What is 'adequate' refrigerated space for a single person

I would normally argue that, if something is not forbidden, then it's allowed to stay open. But I see two ways in which the question, while not crossing any borders by its wording, might invite the wrong type of answer:

  • One way to answer it would be for everybody to report their personal experience with the amount of fridge space they have seen used, contributing it as one of many data points. This would make the question a "poll" question, in the sense that it recognizes that there are many different, equally good positions, and everybody can report what is the norm in their household. If this is the type of answers we can expect, it should be closed, because this is against the Stack Exchange format.
  • Another way to answer it would be to take "average" numbers for the amount of food a person should eat, the frequency this person goes should go shopping, and calculate the volume of food. But the fact is that different people eat different things, and the volume of food and especially refrigeration-needing food varies a lot. This means that we would have to prescribe a diet for our average person, which would not only be totally wrong for most of the people out there*, but would also get us into nutrition waters, which is also a definite closing reason. As for the meal planning part, I don't remember if we have a firm policy on this, but I think our tendency is to see it as off topic.

A third problem would be that the question is reminiscent of a rant, in the "please confirm that my position in this argument is reasonable" sense, but I don't see this as very acute. The tone is quite neutral, not a real rant, and some rewording could take care of the details. But I don't see a solution for the first two points. And the answers which have been posted until now seem to go in line with my suspicions.

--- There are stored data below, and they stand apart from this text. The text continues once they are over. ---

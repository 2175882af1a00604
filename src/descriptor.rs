//! Task descriptors: the declared footprint a task presents at admission.
//!
//! How a descriptor is produced (parsing a task document, reading structured
//! config) is the embedder's concern; the coordinator only consumes the
//! already-structured form through the [`DescriptorSource`] seam.

use std::collections::HashSet;
use std::path::{Component, Path, PathBuf};

use chrono::Duration;
use serde::{Deserialize, Serialize};

/// Unique identifier for a task.
#[derive(Debug, Clone, PartialEq, Eq, Hash, Serialize, Deserialize)]
pub struct TaskId(pub String);

impl TaskId {
    /// Derive a task ID from the task's source path (its file name).
    ///
    /// Dependency and conflict declarations refer to tasks by this name.
    pub fn from_path(path: &Path) -> Self {
        let name = path
            .file_name()
            .map(|n| n.to_string_lossy().into_owned())
            .unwrap_or_else(|| path.display().to_string());
        Self(name)
    }
}

impl std::fmt::Display for TaskId {
    fn fmt(&self, f: &mut std::fmt::Formatter<'_>) -> std::fmt::Result {
        write!(f, "{}", self.0)
    }
}

impl AsRef<str> for TaskId {
    fn as_ref(&self) -> &str {
        &self.0
    }
}

impl From<&str> for TaskId {
    fn from(s: &str) -> Self {
        Self(s.to_string())
    }
}

/// How safe a task is to run alongside others.
#[derive(Debug, Clone, Copy, PartialEq, Eq, Serialize, Deserialize)]
#[serde(rename_all = "UPPERCASE")]
pub enum ParallelSafety {
    /// Safe to run with any other task.
    Safe,
    /// Safe only if the declared footprint is honored.
    Conditional,
    /// Must run alone.
    Unsafe,
}

impl Default for ParallelSafety {
    fn default() -> Self {
        Self::Conditional
    }
}

/// Declared footprint of a task, immutable once produced.
///
/// File sets are lexically normalized and deduplicated; [`TaskDescriptor::normalized`]
/// enforces that invariant and every source is expected to apply it.
#[derive(Debug, Clone, Serialize, Deserialize)]
pub struct TaskDescriptor {
    /// Agent mode the task was authored for.
    pub mode: String,
    /// Priority (0=critical, 4=low).
    pub priority: u8,
    /// Parallel safety classification.
    pub parallel_safety: ParallelSafety,
    /// Estimated duration in minutes.
    pub estimated_duration_minutes: i64,
    /// Tasks that must not be active while this one runs (ordered, deduped).
    pub conflicts_with: Vec<TaskId>,
    /// Tasks that must be complete before this one starts (ordered, deduped).
    pub depends_on: Vec<TaskId>,
    /// Files the task will modify.
    pub modifies_files: Vec<PathBuf>,
    /// Files the task will read.
    pub reads_files: Vec<PathBuf>,
    /// Named resources the task must hold exclusively.
    pub locked_resources: Vec<String>,
    /// Whether the task may run alongside compatible tasks.
    pub parallel_compatible: bool,
}

impl TaskDescriptor {
    /// Create a descriptor with an empty footprint.
    pub fn new(mode: impl Into<String>, priority: u8) -> Self {
        Self {
            mode: mode.into(),
            priority,
            parallel_safety: ParallelSafety::default(),
            estimated_duration_minutes: 60,
            conflicts_with: Vec::new(),
            depends_on: Vec::new(),
            modifies_files: Vec::new(),
            reads_files: Vec::new(),
            locked_resources: Vec::new(),
            parallel_compatible: false,
        }
    }

    /// Estimated duration as a `chrono::Duration`.
    pub fn estimated_duration(&self) -> Duration {
        Duration::minutes(self.estimated_duration_minutes)
    }

    /// Apply the canonical-form invariant: lexically normalize every path and
    /// drop duplicates from all declared sets, preserving first-seen order.
    pub fn normalized(mut self) -> Self {
        self.modifies_files = normalize_paths(self.modifies_files);
        self.reads_files = normalize_paths(self.reads_files);
        dedup_preserving_order(&mut self.conflicts_with);
        dedup_preserving_order(&mut self.depends_on);
        dedup_preserving_order(&mut self.locked_resources);
        self
    }
}

/// Lexically normalize a path: drop `.` components and resolve `..` against
/// preceding components where possible. Does not touch the filesystem.
pub fn normalize_path(path: &Path) -> PathBuf {
    let mut out = PathBuf::new();
    for component in path.components() {
        match component {
            Component::CurDir => {}
            Component::ParentDir => {
                if !out.pop() {
                    out.push(Component::ParentDir);
                }
            }
            other => out.push(other),
        }
    }
    out
}

fn normalize_paths(paths: Vec<PathBuf>) -> Vec<PathBuf> {
    let mut seen = HashSet::new();
    paths
        .into_iter()
        .map(|p| normalize_path(&p))
        .filter(|p| seen.insert(p.clone()))
        .collect()
}

fn dedup_preserving_order<T: Clone + Eq + std::hash::Hash>(items: &mut Vec<T>) {
    let mut seen = HashSet::new();
    items.retain(|item| seen.insert(item.clone()));
}

/// Supplies parsed descriptors to the coordinator.
///
/// `None` means the task's descriptor could not be obtained; the coordinator
/// turns that into a rejection, never a crash.
pub trait DescriptorSource: Send + Sync {
    /// Look up the descriptor for the task at `task_path`.
    fn descriptor(&self, task_path: &Path) -> Option<TaskDescriptor>;
}

/// In-memory descriptor source for tests and embedders that already hold
/// parsed descriptors.
#[derive(Default)]
pub struct StaticDescriptors {
    descriptors: std::collections::HashMap<PathBuf, TaskDescriptor>,
}

impl StaticDescriptors {
    /// Create an empty source.
    pub fn new() -> Self {
        Self::default()
    }

    /// Register a descriptor under a task path, normalizing its footprint.
    pub fn insert(&mut self, task_path: impl Into<PathBuf>, descriptor: TaskDescriptor) {
        self.descriptors
            .insert(task_path.into(), descriptor.normalized());
    }

    /// Builder-style [`StaticDescriptors::insert`].
    pub fn with(mut self, task_path: impl Into<PathBuf>, descriptor: TaskDescriptor) -> Self {
        self.insert(task_path, descriptor);
        self
    }
}

impl DescriptorSource for StaticDescriptors {
    fn descriptor(&self, task_path: &Path) -> Option<TaskDescriptor> {
        self.descriptors.get(task_path).cloned()
    }
}

#[cfg(test)]
mod tests {
    use super::*;

    #[test]
    fn test_task_id_from_path() {
        let id = TaskId::from_path(Path::new("gol-bevy/tasks/setup-project.md"));
        assert_eq!(id.as_ref(), "setup-project.md");
    }

    #[test]
    fn test_normalize_path() {
        assert_eq!(
            normalize_path(Path::new("src/./core/../locks.rs")),
            PathBuf::from("src/locks.rs")
        );
        assert_eq!(normalize_path(Path::new("../up.txt")), PathBuf::from("../up.txt"));
    }

    #[test]
    fn test_normalized_dedups_file_sets() {
        let mut descriptor = TaskDescriptor::new("backend", 2);
        descriptor.modifies_files = vec![
            PathBuf::from("src/main.rs"),
            PathBuf::from("src/./main.rs"),
            PathBuf::from("src/lib.rs"),
        ];
        descriptor.depends_on = vec![TaskId::from("t1"), TaskId::from("t1"), TaskId::from("t2")];

        let descriptor = descriptor.normalized();
        assert_eq!(
            descriptor.modifies_files,
            vec![PathBuf::from("src/main.rs"), PathBuf::from("src/lib.rs")]
        );
        assert_eq!(descriptor.depends_on, vec![TaskId::from("t1"), TaskId::from("t2")]);
    }

    #[test]
    fn test_static_descriptors_lookup() {
        let source = StaticDescriptors::new().with("tasks/a.md", TaskDescriptor::new("backend", 2));

        assert!(source.descriptor(Path::new("tasks/a.md")).is_some());
        assert!(source.descriptor(Path::new("tasks/missing.md")).is_none());
    }
}
//! Conflict evaluation: the pure admissibility predicate.
//!
//! `evaluate` inspects snapshots of the lock table and agent registry and
//! returns every blocking reason at once, so a rejected caller sees the
//! complete picture instead of the first obstacle. It never mutates state,
//! which lets the coordinator hold one mutex across check-then-act.

use chrono::{DateTime, Utc};

use crate::agent::AgentId;
use crate::descriptor::{TaskDescriptor, TaskId};
use crate::locks::{LockTable, ResourceId};
use crate::oracle::CompletionOracle;
use crate::registry::AgentRegistry;

/// A reason a task cannot start.
#[derive(Debug, Clone, PartialEq, Eq)]
pub enum Conflict {
    /// A file the task would modify is under a live lock.
    FileLocked {
        path: std::path::PathBuf,
        holder: AgentId,
    },
    /// A named resource the task needs is under a live lock.
    ResourceLocked { name: String, holder: AgentId },
    /// A declared dependency has not completed.
    DependencyIncomplete { task: TaskId },
    /// A task this one conflicts with is currently active.
    TaskConflict { task: TaskId },
}

impl std::fmt::Display for Conflict {
    fn fmt(&self, f: &mut std::fmt::Formatter<'_>) -> std::fmt::Result {
        match self {
            Conflict::FileLocked { path, holder } => {
                write!(f, "file locked: {} by {}", path.display(), holder)
            }
            Conflict::ResourceLocked { name, holder } => {
                write!(f, "resource locked: {} by {}", name, holder)
            }
            Conflict::DependencyIncomplete { task } => {
                write!(f, "dependency not complete: {}", task)
            }
            Conflict::TaskConflict { task } => {
                write!(f, "conflicting task active: {}", task)
            }
        }
    }
}

/// Collect every reason `descriptor` cannot be admitted right now.
///
/// Admissible iff the result is empty. All checks run; nothing
/// short-circuits.
pub fn evaluate(
    descriptor: &TaskDescriptor,
    locks: &LockTable,
    registry: &AgentRegistry,
    oracle: &dyn CompletionOracle,
    now: DateTime<Utc>,
) -> Vec<Conflict> {
    let mut conflicts = Vec::new();

    for path in &descriptor.modifies_files {
        if let Some(holder) = locks.live_holder(&ResourceId::file(path), now) {
            conflicts.push(Conflict::FileLocked {
                path: path.clone(),
                holder: holder.clone(),
            });
        }
    }

    for name in &descriptor.locked_resources {
        if let Some(holder) = locks.live_holder(&ResourceId::named(name.clone()), now) {
            conflicts.push(Conflict::ResourceLocked {
                name: name.clone(),
                holder: holder.clone(),
            });
        }
    }

    for dependency in &descriptor.depends_on {
        if !oracle.is_complete(dependency) {
            conflicts.push(Conflict::DependencyIncomplete {
                task: dependency.clone(),
            });
        }
    }

    for record in registry.iter() {
        if descriptor.conflicts_with.contains(&record.current_task) {
            conflicts.push(Conflict::TaskConflict {
                task: record.current_task.clone(),
            });
        }
    }

    conflicts
}
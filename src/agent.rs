//! Agent types: identity, lifecycle, and the registered record.

use std::path::{Path, PathBuf};

use chrono::{DateTime, Utc};
use serde::{Deserialize, Serialize};
use uuid::Uuid;

use crate::descriptor::{TaskDescriptor, TaskId};
use crate::locks::ResourceId;

/// Unique identifier for an agent. Caller-assigned.
#[derive(Debug, Clone, PartialEq, Eq, Hash, Serialize, Deserialize)]
pub struct AgentId(pub String);

impl AgentId {
    /// Mint a fresh ID using UUID v7 (time-ordered) for callers that do not
    /// assign their own.
    pub fn generate() -> Self {
        Self(format!("agent-{}", Uuid::now_v7()))
    }
}

impl std::fmt::Display for AgentId {
    fn fmt(&self, f: &mut std::fmt::Formatter<'_>) -> std::fmt::Result {
        write!(f, "{}", self.0)
    }
}

impl AsRef<str> for AgentId {
    fn as_ref(&self) -> &str {
        &self.0
    }
}

impl From<&str> for AgentId {
    fn from(s: &str) -> Self {
        Self(s.to_string())
    }
}

/// Agent lifecycle state.
#[derive(Debug, Clone, Copy, PartialEq, Eq, Serialize, Deserialize)]
#[serde(rename_all = "snake_case")]
pub enum AgentLifecycle {
    /// Admitted, not yet doing work.
    Starting,
    /// Actively executing its task.
    Running,
    /// Finished successfully.
    Completed,
    /// Finished with an error.
    Failed,
}

impl AgentLifecycle {
    /// Check if the agent has finished, either way.
    pub fn is_terminal(&self) -> bool {
        matches!(self, AgentLifecycle::Completed | AgentLifecycle::Failed)
    }

    /// Check if the lifecycle can move to the given state.
    pub fn can_transition_to(&self, to: AgentLifecycle) -> bool {
        use AgentLifecycle::*;
        match (self, to) {
            (Starting, Running) => true,
            (Running, Completed | Failed) => true,
            // Abandoning before any work started is allowed
            (Starting, Failed) => true,
            (Completed | Failed, _) => false,
            (from, to) if *from == to => true,
            _ => false,
        }
    }
}

impl std::fmt::Display for AgentLifecycle {
    fn fmt(&self, f: &mut std::fmt::Formatter<'_>) -> std::fmt::Result {
        let s = match self {
            AgentLifecycle::Starting => "starting",
            AgentLifecycle::Running => "running",
            AgentLifecycle::Completed => "completed",
            AgentLifecycle::Failed => "failed",
        };
        write!(f, "{}", s)
    }
}

/// A registered agent.
///
/// Owned by the registry and mutated only through coordinator operations.
/// `locked_resources` is a view over the lock table entries held by this
/// agent; the coordinator keeps the two in step on every acquire and release.
#[derive(Debug, Clone, Serialize, Deserialize)]
pub struct AgentRecord {
    /// Agent identifier.
    pub id: AgentId,
    /// Agent mode (backend, console, meta, ...).
    pub mode: String,
    /// Task the agent is running, named by the task file.
    pub current_task: TaskId,
    /// Source path of the task.
    pub task_path: PathBuf,
    /// Lifecycle state.
    pub lifecycle: AgentLifecycle,
    /// When the agent was admitted.
    pub started_at: DateTime<Utc>,
    /// Admission time plus the task's estimated duration.
    pub estimated_completion: DateTime<Utc>,
    /// Resources this agent currently holds locks on.
    pub locked_resources: Vec<ResourceId>,
    /// Whether the task declared itself parallel-compatible.
    pub parallel_compatible: bool,
    /// Last heartbeat time.
    pub heartbeat: DateTime<Utc>,
}

impl AgentRecord {
    /// Build the record for a freshly admitted agent.
    pub fn new(
        id: AgentId,
        mode: impl Into<String>,
        task_path: &Path,
        descriptor: &TaskDescriptor,
        now: DateTime<Utc>,
    ) -> Self {
        Self {
            id,
            mode: mode.into(),
            current_task: TaskId::from_path(task_path),
            task_path: task_path.to_path_buf(),
            lifecycle: AgentLifecycle::Starting,
            started_at: now,
            estimated_completion: now + descriptor.estimated_duration(),
            locked_resources: Vec::new(),
            parallel_compatible: descriptor.parallel_compatible,
            heartbeat: now,
        }
    }
}
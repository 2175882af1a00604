//! Corral: lock arbitration and admission control for parallel agents.
//!
//! Corral decides whether an agent may start a task against a shared file
//! tree: it evaluates the task's declared footprint against a durable lock
//! table and agent registry, and on admission atomically registers the agent
//! and acquires its locks. Expired locks and stale agents are reclaimed by a
//! periodic sweep.

pub mod agent;
pub mod clock;
pub mod config;
pub mod conflict;
pub mod coordinator;
pub mod descriptor;
pub mod error;
pub mod locks;
pub mod oracle;
pub mod registry;
pub mod store;

pub use agent::{AgentId, AgentLifecycle, AgentRecord};
pub use clock::{Clock, ManualClock, SystemClock};
pub use config::CoordinationConfig;
pub use conflict::{evaluate, Conflict};
pub use coordinator::{Admission, Coordinator, ReclaimReport, StatusReport};
pub use descriptor::{DescriptorSource, ParallelSafety, StaticDescriptors, TaskDescriptor, TaskId};
pub use error::{Error, Result};
pub use locks::{LockEntry, LockMode, LockTable, ResourceId};
pub use oracle::{CompletionOracle, MarkerOracle, StaticOracle};
pub use registry::AgentRegistry;
pub use store::StateStore;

So, my suggestion would be to close it. What does the community say about it? Do you see any way to salvage it? If there is a type of answer which avoids the pitfalls above, how do we discourage the "wrong" answers?

Note for users who are not yet well acquainted with meta: Up- and downvotes on the question should be used to indicate agreement/disagreement with the suggestion in the question, as opposed to generally saying that you find the idea of bringing this up for discussion useful.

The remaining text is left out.